The Issue The issue in this case is whether Petitioner's application for a certificate of need was complete.

Findings Of Fact Petitioner and Intervenor each filed applications in the same batching cycle for certificates of need to establish Medicaid-certified home health agencies in Collier County, District 8. By letter dated October 6, 1994, Respondent advised Petitioner that its application omitted certain elements. The letter requests, among other things, an "audited financial statement," including a balance sheet and profit-and-loss statement for the previous two years' operation. Petitioner's application contained an unaudited financial statement for the part of the year that it had been operation.
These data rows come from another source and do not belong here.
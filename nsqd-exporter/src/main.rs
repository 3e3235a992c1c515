/**
 * NSQD EXPORTER - Point d'entrée du serveur
 *
 * RÔLE : bootstrap config (.env, YAML, CLI), logging tracing, état partagé, HTTP.
 * Arrêt propre sur Ctrl-C / SIGTERM.
 */

use anyhow::{Context, Result};
use clap::Parser;
use nsqd_exporter::config::{load_config, load_config_from, EvictionPolicy};
use nsqd_exporter::http::build_router;
use nsqd_exporter::state::AppState;
use std::net::SocketAddr;
use std::path::PathBuf;
use tokio::net::TcpListener;
use tracing::info;
use tracing_subscriber::EnvFilter;

#[derive(Debug, Parser)]
#[command(name = "nsqd-exporter", version, about = "Prometheus exporter for nsqd stats")]
struct Args {
    /// Port d'écoute HTTP (prime sur le fichier de config)
    #[arg(
        long = "listen-port",
        visible_alias = "listenPort",
        alias = "lp",
        env = "LISTEN_PORT"
    )]
    listen_port: Option<u16>,

    /// Adresse d'écoute
    #[arg(long = "listen-host", env = "LISTEN_HOST")]
    listen_host: Option<String>,

    /// reset | precise | sweep
    #[arg(long, env = "NSQD_EXPORTER_EVICTION")]
    eviction: Option<EvictionPolicy>,

    /// Fichier YAML (sinon $NSQD_EXPORTER_CONFIG ou exporter.yaml)
    #[arg(long, short = 'c')]
    config: Option<PathBuf>,
}

#[tokio::main]
async fn main() -> Result<()> {
    // .env optionnel
    dotenvy::dotenv().ok();

    tracing_subscriber::fmt()
        .with_env_filter(
            EnvFilter::try_from_default_env()
                .unwrap_or_else(|_| EnvFilter::new("nsqd_exporter=info")),
        )
        .init();

    let args = Args::parse();

    let mut cfg = match &args.config {
        Some(path) => load_config_from(path).await,
        None => load_config().await,
    };
    if let Some(port) = args.listen_port {
        cfg.listen_port = port;
    }
    if let Some(host) = args.listen_host {
        cfg.listen_host = host;
    }
    if let Some(eviction) = args.eviction {
        cfg.eviction = eviction;
    }

    let addr: SocketAddr = format!("{}:{}", cfg.listen_host, cfg.listen_port)
        .parse()
        .with_context(|| format!("invalid listen address {}:{}", cfg.listen_host, cfg.listen_port))?;
    info!(
        "[exporter] eviction={:?} stats_path={} default_timeout={}s",
        cfg.eviction, cfg.stats_path, cfg.default_timeout_secs
    );

    let app_state = AppState::new(cfg).context("failed to build exporter state")?;
    let app = build_router(app_state);

    let listener = TcpListener::bind(addr)
        .await
        .with_context(|| format!("failed to bind {addr}"))?;
    info!("[exporter] listening on http://{addr}");

    axum::serve(listener, app)
        .with_graceful_shutdown(shutdown_signal())
        .await
        .context("http server failed")?;

    info!("[exporter] stopped");
    Ok(())
}

async fn shutdown_signal() {
    let ctrl_c = async {
        if let Err(e) = tokio::signal::ctrl_c().await {
            tracing::error!("[exporter] failed to listen for ctrl-c: {e}");
        }
    };

    #[cfg(unix)]
    let terminate = async {
        match tokio::signal::unix::signal(tokio::signal::unix::SignalKind::terminate()) {
            Ok(mut sig) => {
                sig.recv().await;
            }
            Err(e) => {
                tracing::error!("[exporter] failed to install SIGTERM handler: {e}");
                std::future::pending::<()>().await;
            }
        }
    };

    #[cfg(not(unix))]
    let terminate = std::future::pending::<()>();

    tokio::select! {
        _ = ctrl_c => {},
        _ = terminate => {},
    }
    info!("[exporter] shutdown requested");
}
Incorporated in 1994, Petitioner had been receiving patients only since September or October 1994. Petitioner's agent contacted a representative of Respondent and discussed the omissions letter. A misunderstanding ensued in which Petitioner's agent thought that Respondent's representative said that Petitioner would not be required to submit an audited financial statement because Petitioner had not been in operation for a full fiscal year. In fact, Respondent's representative did not say that. Respondent's policy is to permit applicants to file audited financial statements for a partial year, if that is how long they have been in business. For example, Intervenor included with its application an audited financial statement covering the six-week period that it had been in existence. In this case, it would have been possible for Petitioner to obtain an audited financial statement for a period of time including at least its first month of operation.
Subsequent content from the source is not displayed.